“And do not be conformed to this world…”
-from Romans 12:2 (NASB)
“redeeming the time, because the days are evil.”
-Ephesians 5:16 (KJV)
A brother in Christ that I know once received a word about legalism and licentiousness being ditches on either side of the road. I hope I am recalling the details correctly, but this occurred in the period of his life after he had left the Amish. He noted how many who left ended up going one of those two directions, probably more toward the side of licentiousness. At some point he said to himself something like, “Observing these two patterns, I’d rather err toward the legalistic side,” but then God corrected him with this word about how both sides were ditches.

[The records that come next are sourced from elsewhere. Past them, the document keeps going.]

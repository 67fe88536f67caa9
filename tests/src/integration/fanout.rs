//! # Fan-out Integration Tests
//!
//! Hub delivery guarantees with many publishers and consumers running on
//! real threads and tasks.

#[cfg(test)]
mod tests {
    use std::sync::Arc;
    use std::thread;
    use std::time::Duration;

    use tempest_bus::{BoundedQueue, BroadcastHub, DeliveryPolicy};
    use tokio::time::timeout;
    use tokio_stream::StreamExt;

    // =============================================================================
    // RELIABLE DELIVERY
    // =============================================================================

    #[tokio::test(flavor = "multi_thread", worker_threads = 4)]
    async fn test_every_subscriber_sees_every_value_in_order() {
        const SUBSCRIBERS: usize = 8;
        const VALUES: u32 = 500;

        let hub: BroadcastHub<u32> = BroadcastHub::new("fanout");
        let subscriptions: Vec<_> = (0..SUBSCRIBERS).map(|_| hub.subscribe(4)).collect();

        let consumers: Vec<_> = subscriptions
            .into_iter()
            .map(|sub| tokio::spawn(async move { sub.collect::<Vec<u32>>().await }))
            .collect();

        let publisher = {
            let hub = hub.clone();
            tokio::task::spawn_blocking(move || {
                for v in 0..VALUES {
                    assert_eq!(hub.publish(v), SUBSCRIBERS);
                }
                hub.close();
            })
        };

        publisher.await.unwrap();
        let expected: Vec<u32> = (0..VALUES).collect();
        for consumer in consumers {
            let seen = timeout(Duration::from_secs(10), consumer)
                .await
                .unwrap()
                .unwrap();
            assert_eq!(seen, expected);
        }
        assert_eq!(hub.published(), u64::from(VALUES));
        assert_eq!(hub.dropped(), 0);
    }

    #[test]
    fn test_concurrent_publishers_keep_per_publisher_order() {
        let hub: BroadcastHub<(u8, u32)> = BroadcastHub::new("multi-pub");
        let mut sub = hub.subscribe(16);

        let publishers: Vec<_> = (0..3u8)
            .map(|p| {
                let hub = hub.clone();
                thread::spawn(move || {
                    for i in 0..200 {
                        hub.publish((p, i));
                    }
                })
            })
            .collect();

        let mut last = [None::<u32>; 3];
        for _ in 0..600 {
            let (p, i) = sub.blocking_recv().unwrap();
            let slot = &mut last[usize::from(p)];
            assert!(slot.map_or(true, |prev| prev < i));
            *slot = Some(i);
        }
        for publisher in publishers {
            publisher.join().unwrap();
        }
    }

    // =============================================================================
    // CANCELLATION & CLOSE
    // =============================================================================

    #[test]
    fn test_cancel_from_other_thread_releases_publisher() {
        let hub: BroadcastHub<u32> = BroadcastHub::new("stuck");
        let stalled = hub.subscribe(1);
        let canceller = stalled.canceller();

        let publisher = {
            let hub = hub.clone();
            thread::spawn(move || {
                for v in 0..100 {
                    hub.publish(v);
                }
            })
        };

        thread::sleep(Duration::from_millis(50));
        assert!(!publisher.is_finished());

        canceller.cancel();
        publisher.join().unwrap();
        assert_eq!(hub.subscriber_count(), 0);
        drop(stalled);
    }

    #[test]
    fn test_close_races_with_subscribe_and_publish() {
        for _ in 0..20 {
            let hub: BroadcastHub<u32> = BroadcastHub::new("race");
            let subscriber = {
                let hub = hub.clone();
                thread::spawn(move || {
                    let mut subs: Vec<_> = (0..10).map(|_| hub.subscribe(2)).collect();
                    // Every handle terminates once the hub is closed.
                    for sub in &mut subs {
                        while sub.blocking_recv().is_some() {}
                    }
                })
            };
            let publisher = {
                let hub = hub.clone();
                thread::spawn(move || {
                    for v in 0..50 {
                        hub.publish(v);
                    }
                })
            };

            thread::sleep(Duration::from_millis(1));
            hub.close();
            publisher.join().unwrap();
            subscriber.join().unwrap();
            assert!(hub.is_closed());
            assert_eq!(hub.subscriber_count(), 0);
        }
    }

    // =============================================================================
    // LOSSY DELIVERY
    // =============================================================================

    #[test]
    fn test_lossy_slow_subscriber_does_not_hold_back_fast_one() {
        let hub: BroadcastHub<u32> = BroadcastHub::with_policy("lossy", DeliveryPolicy::Lossy);
        let _slow = hub.subscribe(1);
        let mut fast = hub.subscribe(1024);

        for v in 0..200 {
            hub.publish(v);
        }

        let mut seen = Vec::new();
        while seen.len() < 200 {
            match fast.blocking_recv() {
                Some(v) => seen.push(v),
                None => break,
            }
        }
        assert_eq!(seen, (0..200).collect::<Vec<_>>());
        assert!(hub.dropped() > 0);
    }

    // =============================================================================
    // QUEUE
    // =============================================================================

    #[test]
    fn test_queue_close_unblocks_many_waiters() {
        let queue = Arc::new(BoundedQueue::<u32>::new(1));
        assert!(queue.push(0));

        let pushers: Vec<_> = (0..4)
            .map(|i| {
                let queue = Arc::clone(&queue);
                thread::spawn(move || queue.push(i))
            })
            .collect();

        thread::sleep(Duration::from_millis(20));
        queue.close();

        for pusher in pushers {
            assert!(!pusher.join().unwrap());
        }
        assert_eq!(queue.pop(), None);
    }
}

In Christian conversations we hear warnings about not being “worldly.” Recently, I was thinking about the concept of worldliness in this way: like ditches on either side of the road. On the one side is focusing completely on chasing worldly success, especially to the neglect of spiritual guidance, such that it consumes your mindset, or maybe in another way, encloses your mindset, which leads me to the other end of the spectrum: getting sort of ascetic or maybe borderline Amish about things. Not that there is anything inherently wrong with lifestyles like that, instead, it’s more a question of mindset. The question is, “What motivates you to live that way?” If it is for God, are you a free and cheerful giver? Are you content whether abased or abounding? Are you living in righteousness, peace, and joy in the Holy Spirit, or said another way, is that righteousness, peace and joy in the Holy Spirit the wellspring of why you do anything that you do?
What point am I trying to make? That worldliness is not about appearance, but mindset. Oftentimes, worldliness looks like material wealth, but sometimes it looks like poverty. More often, it looks like a hopeless and defeated mindset. It’s not an issue of what the lifestyle looks like, but the place inside which that lifestyle flows from.